Here is a non-exhaustive list of nucleic acid databases, and a list of the main protein databases, with their main features.

Retrieve the sequence from one of the following databases (e.g. NCBI or Uniprot) and paste the sequence in a fasta file using fasta format, using .fasta as filename extension.

Fasta format includes a headline starting with ">", and the nucleic acid or amino acid sequence.

For example:

sp|P04637|P53_HUMAN Cellular tumor antigen p53 OS=Homo sapiens OX=9606 GN=TP53 PE=1 SV=4 MEEPQSDPSVEPPLSQETFSDLWKLLPENNVLSPLPSQAMDDLMLSPDDIEQWFTEDPGP DEAPRMPEAAPPVAPAPAAPTPAAPAPAPSWPLSSSVPSQKTYQGSYGFRLGFLHSGTAK SVTCTYSPALNKMFCQLAKTCPVQLWVDSTPPPGTRVRAMAIYKQSQHMTEVVRRCPHHE RCSDSDGLAPPQHLIRVEGNLRVEYLDDRNTFRHSVVVPYEPPEVGSDCTTIHYNYMCNS SCMGGMNRRPILTIITLEDSSGNLLGRNSFEVRVCACPGRDRRTEEENLRKKGEPHHELP PGSTKRALPNNTSSSPQPKKKPLDGEYFTLQIRGRERFEMFRELNEALELKDAQAGKEPG GSRAHSSHLKSKKGQSTSRHKKLMFKTEGPDSD

A	B	C
Database	Features	Link
BAR	Database of plant genes and proteins	http://bar.utoronto.ca/
Bgee	Gene expression patterns	https://bgee.org/
Ensembl	Genome browser of vertebrates, includes tools for identification of homology	https://www.ensembl.org/index.html
Entrez	Gene sequences and structures	https://www.ncbi.nlm.nih.gov/Web/Search/entrezfs.html
FigTree	Vizualization tool for phylogenetic trees	https://github.com/rambaut/figtree/releases
FlyBase	Genome and proteins of the model insect D. melanogaster	https://flybase.org/
GenBank	Annotated DNA sequences	https://www.ncbi.nlm.nih.gov/genbank/
PomBase	Genes and proteins of the model yeast S. pombe	https://www.pombase.org/
TAIR	Genome and proteins of the model plant A. thaliana	https://www.arabidopsis.org/
WormBase	Genome and proteins of the model nematode C. elegans	https://wormbase.org//#012-34-5
Xenbase	Genome and proteins of the model amphibian X. laevis	http://www.xenbase.org/entry/

List of the main nucleic acid databases

A	B	C
Database	Features	Link
Gene ontology	Unified annotation of molecular function, biological processes, and cellular components of proteins	http://geneontology.org/
Interpro	Classification of proteins domains and functional sites	https://www.ebi.ac.uk/interpro/
KEGG	Protein function and biological pathways	https://www.genome.jp/kegg/
PDB	3-dimensional structures of proteins	https://www.rcsb.org/
Pfam	Information about protein families and domains, includes tools for identification of homology	http://pfam.xfam.org/
Pharos	Centralizes literature for human proteins	https://pharos.nih.gov/
Prints	Protein fingerprints classification database	http://www.bioinf.man.ac.uk/dbbrowser/PRINTS/
Prosite	Protein family database	https://prosite.expasy.org/
Scop	Classification of protein based on their structure	https://scop.mrc-lmb.cam.ac.uk/
Superfamily	Protein structure and functions	https://supfam.org/
The human protein atlas	Information on human protein and their link with diseases	https://www.proteinatlas.org/
Uniprot	General information on proteins	https://www.uniprot.org/uniprot/P04637

List of the main protein databases

1.1.

Protein classification

Using protein classification can also be relevant for evolutionary studies. Proteins are classified into different categories based on structural and functional similarity, evolutionary relationship, or both. Retrieving the classification of a protein of interest, and identifying the main protein domains, often provides valuable insight on its biodiversity and evolutionary origin. Several classification systems are published and listed in the table above.
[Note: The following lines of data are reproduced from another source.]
use std::path::PathBuf;

use clap::Args;
use stack_core::io::fits::load_fits;
use stack_core::io::image_io::save_histogram_png;
use stack_core::stats::{basic, histogram, location_scale, noise, LocationScaleMode};

use super::resolve_primary_output;

#[derive(Args)]
pub struct StatsArgs {
    pub input: PathBuf,

    /// Write a histogram preview PNG alongside the input.
    #[arg(long)]
    pub histogram: bool,

    #[arg(long, default_value = "%auto")]
    pub output: String,
}

pub fn run(args: StatsArgs) -> anyhow::Result<()> {
    let frame = load_fits(&args.input, 0)?;
    let pixels = frame.data.as_slice().unwrap_or(&[]);

    let b = basic(pixels);
    let (location, scale) = location_scale(pixels, LocationScaleMode::SampledSigmaClipQn, frame.id);
    let noise_estimate = noise(&frame.data);

    println!("dimensions : {}x{}", frame.width(), frame.height());
    println!("min/max    : {:.3} / {:.3}", b.min, b.max);
    println!("mean/stddev: {:.3} / {:.3}", b.mean, b.stddev);
    println!("location   : {location:.3}");
    println!("scale      : {scale:.3}");
    println!("noise      : {noise_estimate:.3}");

    if args.histogram {
        let counts = histogram(pixels, 256);
        let input_dir = args.input.parent().unwrap_or_else(|| std::path::Path::new("."));
        let output_path = resolve_primary_output(&args.output, input_dir, "histogram.png");
        save_histogram_png(&output_path, &counts, 512, 256)?;
        println!("histogram  : {}", output_path.display());
    }

    Ok(())
}
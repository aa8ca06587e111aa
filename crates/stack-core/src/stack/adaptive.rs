//! Adaptive sigma search: pick a sigma threshold that targets
//! a specific rejection rate, rather than trusting a fixed operator guess.

use rand::seq::SliceRandom;
use rand::SeedableRng;
use rand_xoshiro::Xoshiro256PlusPlus;

use crate::consts::{ADAPTIVE_SIGMA_MAX_ITER, ADAPTIVE_SIGMA_SAMPLE_FRACTION, ADAPTIVE_SIGMA_TOLERANCE};

use super::estimators::{combine, Estimator};

/// Measured rejection rate of a trial sigma on a spatial sample of pixel
/// stacks.
fn rejection_rate(stacks: &[Vec<f32>], sigma: f32) -> f64 {
    let mut total = 0usize;
    let mut rejected = 0usize;
    for stack in stacks {
        let (_, kept) = combine(Estimator::SigmaClip, stack, None, sigma, sigma, 0);
        total += stack.len();
        rejected += stack.len().saturating_sub(kept);
    }
    if total == 0 {
        0.0
    } else {
        rejected as f64 / total as f64
    }
}

/// Bisect on `sigma` in `[lo, hi]` until the measured rejection rate on a 1%
/// spatial sample of `pixel_stacks` is within [`ADAPTIVE_SIGMA_TOLERANCE`] of
/// `target_rate`, or [`ADAPTIVE_SIGMA_MAX_ITER`] iterations are spent.
///
/// `pixel_stacks` is the full set of per-pixel sample vectors (one per pixel
/// position, each holding one value per contributing frame); only a random
/// 1% subset is evaluated per trial to keep the search cheap.
pub fn search_sigma(pixel_stacks: &[Vec<f32>], target_rate: f64, seed: u64) -> f32 {
    if pixel_stacks.is_empty() {
        return 3.0;
    }

    let mut rng = Xoshiro256PlusPlus::seed_from_u64(seed);
    let sample_size = ((pixel_stacks.len() as f64 * ADAPTIVE_SIGMA_SAMPLE_FRACTION).ceil() as usize)
        .max(1)
        .min(pixel_stacks.len());
    let mut indices: Vec<usize> = (0..pixel_stacks.len()).collect();
    let (chosen, _) = indices.partial_shuffle(&mut rng, sample_size);
    let sample: Vec<Vec<f32>> = chosen.iter().map(|&i| pixel_stacks[i].clone()).collect();

    let mut lo = 0.5f32;
    let mut hi = 6.0f32;

    for _ in 0..ADAPTIVE_SIGMA_MAX_ITER {
        let mid = (lo + hi) / 2.0;
        let rate = rejection_rate(&sample, mid);
        if (rate - target_rate).abs() <= ADAPTIVE_SIGMA_TOLERANCE {
            return mid;
        }
        // A tighter sigma rejects more; loosening it rejects less.
        if rate > target_rate {
            lo = mid;
        } else {
            hi = mid;
        }
    }

    (lo + hi) / 2.0
}

#[cfg(test)]
mod tests {
    use super::*;

    #[test]
    fn higher_target_rate_yields_tighter_sigma() {
        let stacks: Vec<Vec<f32>> = (0..200)
            .map(|i| {
                let mut v = vec![10.0; 20];
                if i % 5 == 0 {
                    v[0] = 1000.0;
                }
                v
            })
            .collect();
        let loose = search_sigma(&stacks, 0.005, 1);
        let tight = search_sigma(&stacks, 0.15, 1);
        assert!(tight <= loose);
    }

    #[test]
    fn empty_stacks_returns_default() {
        assert_eq!(search_sigma(&[], 0.01, 1), 3.0);
    }
}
Use a classification system (e.g. Pfam or Interpro) to identify the main domains of a protein. Pfam presents also their occurrence in living organisms as a sunburst plot.

This figure displays the diversity of the domain P53 that can be retrieved from Pfam. It shows that this domain is present in virtually all animals, and some of their close relatives, such as choanoflagellates, and suggests that this domain appeared before the divergence between animals and these protists.

Sunburst plot of the distribution of the p53 protein domain (PF00870) in living organisms according to Pfam.

Identification of homologues

Studying the evolution of a family of genes or proteins requires the identification of homologues, i.e. , genes or protein with shared ancestry. Homologues include orthologues, that are present in different species, and paralogues, that are present in the same genome. Bioinformatic tools can be used to identify gene or protein homology based on sequence similarity, in the genomes of any species (see the list below).

Use the sequence of your gene of interest under fasta format to identify homologues in the genomes of other species using BLAST, for example. Paste the sequences of the homologues in a single fasta file and select the species or groups of species of interest (e.g. all animals and choanoflagellates). Download the sequences of the homologues covering the diversity of animals and paste them under fasta format in another fasta file.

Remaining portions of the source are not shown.